____ Data for this task

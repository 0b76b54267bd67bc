//! Turns the flat shipment form into a carrier request plus local meta.
//!
//! Create and edit share this path. All problems are collected and reported
//! together as `ServiceError::InvalidForm`.

use serde::{Deserialize, Serialize};

use crate::carrier::types::lenient;
use crate::carrier::CreateData;
use crate::config::{BrtConfig, CustomsConfig, PricingConfig};
use crate::errors::ServiceError;
use crate::services::customs::{validate_customs_payload, CustomsInput};
use crate::services::financial::match_price_tier;
use crate::services::payload::{ParcelDimensions, ShipmentMeta};
use crate::services::recipients::RecipientInput;

const MAX_PARCELS: i64 = 99;
const DEFAULT_COUNTRY: &str = "IT";
const DEFAULT_CURRENCY: &str = "EUR";

#[derive(Debug, Clone, Default, Serialize, Deserialize, PartialEq)]
pub struct ShipmentForm {
    #[serde(default, deserialize_with = "lenient::opt_i64")]
    pub numeric_reference: Option<i64>,
    #[serde(default, deserialize_with = "lenient::opt_string")]
    pub alphanumeric_reference: Option<String>,

    #[serde(default)]
    pub consignee_company_name: String,
    #[serde(default)]
    pub consignee_address: String,
    #[serde(default)]
    pub consignee_zip: String,
    #[serde(default)]
    pub consignee_city: String,
    #[serde(default, deserialize_with = "lenient::opt_string")]
    pub consignee_province: Option<String>,
    #[serde(default)]
    pub consignee_country: String,
    #[serde(default, deserialize_with = "lenient::opt_string")]
    pub consignee_contact_name: Option<String>,
    #[serde(default, deserialize_with = "lenient::opt_string")]
    pub consignee_phone: Option<String>,
    #[serde(default, deserialize_with = "lenient::opt_string")]
    pub consignee_mobile: Option<String>,
    #[serde(default, deserialize_with = "lenient::opt_string")]
    pub consignee_email: Option<String>,

    #[serde(default, deserialize_with = "lenient::opt_i64")]
    pub number_of_parcels: Option<i64>,
    #[serde(default, deserialize_with = "lenient::opt_f64")]
    pub weight_kg: Option<f64>,
    /// Ignored when per-parcel dimensions are given
    #[serde(default, deserialize_with = "lenient::opt_f64")]
    pub volume_m3: Option<f64>,
    #[serde(default)]
    pub dimensions: Vec<ParcelDimensions>,

    #[serde(default, deserialize_with = "lenient::opt_f64")]
    pub cod_amount: Option<f64>,
    #[serde(default, deserialize_with = "lenient::opt_string")]
    pub cod_payment_type: Option<String>,
    #[serde(default, deserialize_with = "lenient::opt_f64")]
    pub insurance_amount: Option<f64>,
    #[serde(default, deserialize_with = "lenient::opt_string")]
    pub insurance_currency: Option<String>,

    #[serde(default, deserialize_with = "lenient::opt_string")]
    pub service_type: Option<String>,
    #[serde(default, deserialize_with = "lenient::opt_string")]
    pub pudo_id: Option<String>,
    #[serde(default, deserialize_with = "lenient::opt_string")]
    pub notes: Option<String>,

    #[serde(default)]
    pub customs: Option<CustomsInput>,

    /// Store the consignee in the address book
    #[serde(default)]
    pub save_recipient: bool,
    #[serde(default, deserialize_with = "lenient::opt_string")]
    pub recipient_label: Option<String>,
}

#[derive(Debug, Clone, PartialEq)]
pub struct ProcessedShipment {
    pub request: CreateData,
    pub meta: ShipmentMeta,
    /// Present when the operator asked to save the consignee
    pub recipient: Option<RecipientInput>,
    /// Destination needs customs paperwork
    pub customs_required: bool,
}

#[derive(Clone)]
pub struct ShipmentFormProcessor {
    brt: BrtConfig,
    customs: CustomsConfig,
    pricing: PricingConfig,
}

impl ShipmentFormProcessor {
    pub fn new(brt: BrtConfig, customs: CustomsConfig, pricing: PricingConfig) -> Self {
        Self {
            brt,
            customs,
            pricing,
        }
    }

    pub fn process(
        &self,
        form: &ShipmentForm,
        actor: Option<&str>,
    ) -> Result<ProcessedShipment, ServiceError> {
        let mut errors = Vec::new();

        let country = match form.consignee_country.trim() {
            "" => DEFAULT_COUNTRY.to_string(),
            c => c.to_ascii_uppercase(),
        };
        if country.len() != 2 || !country.chars().all(|c| c.is_ascii_alphabetic()) {
            errors.push("Consignee country must be a 2-letter ISO code".to_string());
        }

        let name = required(&form.consignee_company_name, "Consignee name", 70, &mut errors);
        let address = required(&form.consignee_address, "Consignee address", 105, &mut errors);
        let city = required(&form.consignee_city, "Consignee city", 35, &mut errors);
        let zip = required(&form.consignee_zip, "Consignee ZIP code", 9, &mut errors);
        if country == "IT" && !zip.is_empty() {
            if zip.len() != 5 || !zip.chars().all(|c| c.is_ascii_digit()) {
                errors.push("Italian ZIP codes have 5 digits".to_string());
            }
        }

        let province = form
            .consignee_province
            .as_deref()
            .map(|p| p.trim().to_ascii_uppercase())
            .filter(|p| !p.is_empty());
        if let Some(p) = &province {
            if p.len() > 2 {
                errors.push("Province must be a 2-letter abbreviation".to_string());
            }
        }

        if let Some(email) = &form.consignee_email {
            if !validator::validate_email(email.as_str()) {
                errors.push("Consignee e-mail is not valid".to_string());
            }
        }

        if let Some(reference) = form.numeric_reference {
            if reference <= 0 {
                errors.push("Numeric reference must be a positive number".to_string());
            }
        }
        if let Some(alpha) = &form.alphanumeric_reference {
            if alpha.chars().count() > 80 {
                errors.push("Alphanumeric reference must be at most 80 characters".to_string());
            }
        }

        for (index, d) in form.dimensions.iter().enumerate() {
            if d.length_cm <= 0.0 || d.width_cm <= 0.0 || d.height_cm <= 0.0 {
                errors.push(format!("Parcel {}: dimensions must be positive", index + 1));
            }
        }

        let parcels = match (form.number_of_parcels, form.dimensions.len() as i64) {
            (Some(n), 0) => n,
            (None, 0) => 1,
            (None, d) => d,
            (Some(n), d) => {
                if n != d {
                    errors.push(format!(
                        "Number of parcels ({}) does not match the {} dimension rows",
                        n, d
                    ));
                }
                n
            }
        };
        if !(1..=MAX_PARCELS).contains(&parcels) {
            errors.push(format!("Number of parcels must be between 1 and {}", MAX_PARCELS));
        }

        let weight = form.weight_kg.unwrap_or(0.0);
        if weight <= 0.0 {
            errors.push("Weight must be greater than zero".to_string());
        }

        let volume = if form.dimensions.is_empty() {
            form.volume_m3.filter(|v| *v > 0.0)
        } else {
            Some(volume_from_dimensions(&form.dimensions))
        };
        if form.volume_m3.map_or(false, |v| v < 0.0) {
            errors.push("Volume cannot be negative".to_string());
        }

        let cod = form.cod_amount.filter(|a| *a != 0.0);
        match cod {
            Some(a) if a < 0.0 => errors.push("Cash on delivery cannot be negative".to_string()),
            None if form.cod_payment_type.is_some() => errors
                .push("A cash on delivery payment type needs an amount".to_string()),
            _ => {}
        }

        let insurance = form.insurance_amount.filter(|a| *a != 0.0);
        match insurance {
            Some(a) if a < 0.0 => errors.push("Insured value cannot be negative".to_string()),
            None if form.insurance_currency.is_some() => {
                errors.push("An insurance currency needs an insured value".to_string())
            }
            _ => {}
        }

        if form.pudo_id.is_some() {
            if cod.is_some() {
                errors.push(
                    "Cash on delivery is not available for pickup-point deliveries".to_string(),
                );
            }
            if form.consignee_email.is_none() && form.consignee_mobile.is_none() {
                errors.push(
                    "Pickup-point deliveries need the consignee e-mail or mobile number"
                        .to_string(),
                );
            }
        }

        let customs_required = self.customs.is_required_for(&country);
        let customs = if customs_required {
            let input = form
                .customs
                .clone()
                .unwrap_or_default()
                .with_defaults(&self.customs);
            let validation = validate_customs_payload(&input, true);
            errors.extend(validation.errors);
            validation.payload
        } else {
            None
        };

        let recipient = if form.save_recipient {
            let label = form
                .recipient_label
                .clone()
                .unwrap_or_else(|| name.clone());
            Some(RecipientInput {
                label,
                company_name: name.clone(),
                address: address.clone(),
                zip: zip.clone(),
                city: city.clone(),
                province: province.clone(),
                country: country.clone(),
                contact_name: form.consignee_contact_name.clone(),
                phone: form
                    .consignee_phone
                    .clone()
                    .or_else(|| form.consignee_mobile.clone()),
                email: form.consignee_email.clone(),
            })
        } else {
            None
        };

        if !errors.is_empty() {
            return Err(ServiceError::InvalidForm(errors));
        }

        let request = CreateData {
            network: None,
            departure_depot: self.brt.departure_depot.clone(),
            sender_customer_code: self.brt.sender_customer_code.clone(),
            numeric_sender_reference: form.numeric_reference,
            alphanumeric_sender_reference: form.alphanumeric_reference.clone(),
            number_of_parcels: Some(parcels),
            weight_kg: Some(round_to(weight, 1)),
            volume_m3: volume,
            consignee_company_name: name,
            consignee_address: address,
            consignee_zip_code: zip,
            consignee_city: city,
            consignee_province_abbreviation: province,
            consignee_country: country,
            consignee_contact_name: form.consignee_contact_name.clone(),
            consignee_telephone: form.consignee_phone.clone(),
            consignee_email: form.consignee_email.clone(),
            consignee_mobile_phone_number: form.consignee_mobile.clone(),
            is_cod_mandatory: cod.map(|_| "1".to_string()),
            cash_on_delivery: cod,
            cod_currency: cod.map(|_| DEFAULT_CURRENCY.to_string()),
            cod_payment_type: cod.and(form.cod_payment_type.clone()),
            insurance_amount: insurance,
            insurance_amount_currency: insurance.map(|_| {
                form.insurance_currency
                    .clone()
                    .map(|c| c.to_ascii_uppercase())
                    .unwrap_or_else(|| DEFAULT_CURRENCY.to_string())
            }),
            service_type: form
                .service_type
                .clone()
                .or_else(|| self.brt.default_service_type.clone()),
            pricing_condition_code: self.brt.pricing_condition_code.clone(),
            pudo_id: form.pudo_id.clone(),
            notes: form.notes.clone(),
            extra: Default::default(),
        };

        let meta = ShipmentMeta {
            dimensions: form.dimensions.clone(),
            customs,
            price_tier: match_price_tier(weight, volume, &self.pricing),
            recipient_label: recipient.as_ref().map(|r| r.label.clone()),
            created_by: actor.map(str::to_string),
            extra: Default::default(),
        };

        Ok(ProcessedShipment {
            request,
            meta,
            recipient,
            customs_required,
        })
    }
}

fn required(value: &str, field: &str, max: usize, errors: &mut Vec<String>) -> String {
    let trimmed = value.trim();
    if trimmed.is_empty() {
        errors.push(format!("{} is required", field));
    } else if trimmed.chars().count() > max {
        errors.push(format!("{} must be at most {} characters", field, max));
    }
    trimmed.to_string()
}

/// Total volume in m3, rounded to 3 decimals.
pub fn volume_from_dimensions(dimensions: &[ParcelDimensions]) -> f64 {
    let cm3: f64 = dimensions
        .iter()
        .map(|d| d.length_cm * d.width_cm * d.height_cm)
        .sum();
    round_to(cm3 / 1_000_000.0, 3)
}

fn round_to(value: f64, decimals: i32) -> f64 {
    let factor = 10f64.powi(decimals);
    (value * factor).round() / factor
}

________

§ Task instructions
In the material above, find each line that has the string "CreateData" and return it.

§ Expected output
use crate::carrier::CreateData;
    pub request: CreateData,
        let request = CreateData {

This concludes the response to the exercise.